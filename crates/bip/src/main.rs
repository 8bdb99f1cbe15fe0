mod services;

use std::process::ExitCode;

use anyhow::{Context, Result};
use tracing_subscriber::{EnvFilter, fmt};
use verbarg::Exit;

fn main() -> Result<ExitCode> {
    init_tracing();

    let registry = services::registry().context("invalid verb table")?;
    let argv: Vec<String> = std::env::args_os()
        .map(|arg| {
            arg.into_string().unwrap_or_else(|raw| {
                let lossy = raw.to_string_lossy().into_owned();
                tracing::warn!(arg = %lossy, "argument is not valid UTF-8, using lossy conversion");
                lossy
            })
        })
        .collect();

    let stdout = std::io::stdout();
    let processed = verbarg::process_args(&registry, &argv, &mut stdout.lock())
        .context("failed to write to stdout")?;

    let Some(args) = processed.args else {
        return Ok(processed.exit.into());
    };
    tracing::debug!(verb = %args.verb, "dispatching");
    services::dispatch(&args)?;

    Ok(Exit::Success.into())
}

fn init_tracing() {
    let filter = EnvFilter::try_from_default_env().unwrap_or_else(|_| EnvFilter::new("info"));
    fmt()
        .with_env_filter(filter)
        .with_target(false)
        .with_writer(std::io::stderr)
        .compact()
        .init();
}
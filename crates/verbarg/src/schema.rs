//! Verb and parameter declarations.
//!
//! These are plain data: they can be built in code with the chaining helpers
//! below or deserialized from a manifest.

use serde::{Deserialize, Serialize};

/// One named parameter of a verb.
#[derive(Debug, Clone, PartialEq, Eq, Serialize, Deserialize, Default)]
#[serde(rename_all = "camelCase")]
pub struct ParamDef {
    /// Canonical key the value is stored under in [`crate::ParsedArgs`].
    pub key: String,
    /// Accepted spellings on the command line. All are equivalent.
    pub aliases: Vec<String>,
    #[serde(default, skip_serializing_if = "String::is_empty")]
    pub description: String,
    #[serde(default)]
    pub optional: bool,
    /// Whether the next token is consumed as the value.
    #[serde(default)]
    pub takes_value: bool,
}

impl ParamDef {
    /// A mandatory flag-style parameter. Chain [`ParamDef::optional`] and
    /// [`ParamDef::takes_value`] to change either property.
    pub fn new<I, S>(key: impl Into<String>, aliases: I, description: impl Into<String>) -> Self
    where
        I: IntoIterator<Item = S>,
        S: Into<String>,
    {
        Self {
            key: key.into(),
            aliases: aliases.into_iter().map(Into::into).collect(),
            description: description.into(),
            optional: false,
            takes_value: false,
        }
    }

    pub fn optional(mut self) -> Self {
        self.optional = true;
        self
    }

    pub fn takes_value(mut self) -> Self {
        self.takes_value = true;
        self
    }

    /// Whether `token` is one of this parameter's aliases (exact match).
    pub fn matches(&self, token: &str) -> bool {
        self.aliases.iter().any(|a| a == token)
    }
}

/// One verb (subcommand) and its parameter schema.
#[derive(Debug, Clone, PartialEq, Eq, Serialize, Deserialize, Default)]
#[serde(rename_all = "camelCase")]
pub struct VerbDef {
    pub name: String,
    #[serde(default, skip_serializing_if = "String::is_empty")]
    pub description: String,
    #[serde(default, skip_serializing_if = "Vec::is_empty")]
    pub params: Vec<ParamDef>,
}

impl VerbDef {
    pub fn new(name: impl Into<String>, description: impl Into<String>) -> Self {
        Self {
            name: name.into(),
            description: description.into(),
            params: Vec::new(),
        }
    }

    pub fn param(mut self, param: ParamDef) -> Self {
        self.params.push(param);
        self
    }

    pub fn params(mut self, params: impl IntoIterator<Item = ParamDef>) -> Self {
        self.params.extend(params);
        self
    }

    /// First parameter (declaration order) accepting `token`.
    pub fn find_param(&self, token: &str) -> Option<&ParamDef> {
        self.params.iter().find(|p| p.matches(token))
    }
}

▬▬▬

**Your goal:** Copy out all lines above holding "argv".

**Exercise solution:**
    let argv: Vec<String> = std::env::args_os()
    let processed = verbarg::process_args(&registry, &argv, &mut stdout.lock())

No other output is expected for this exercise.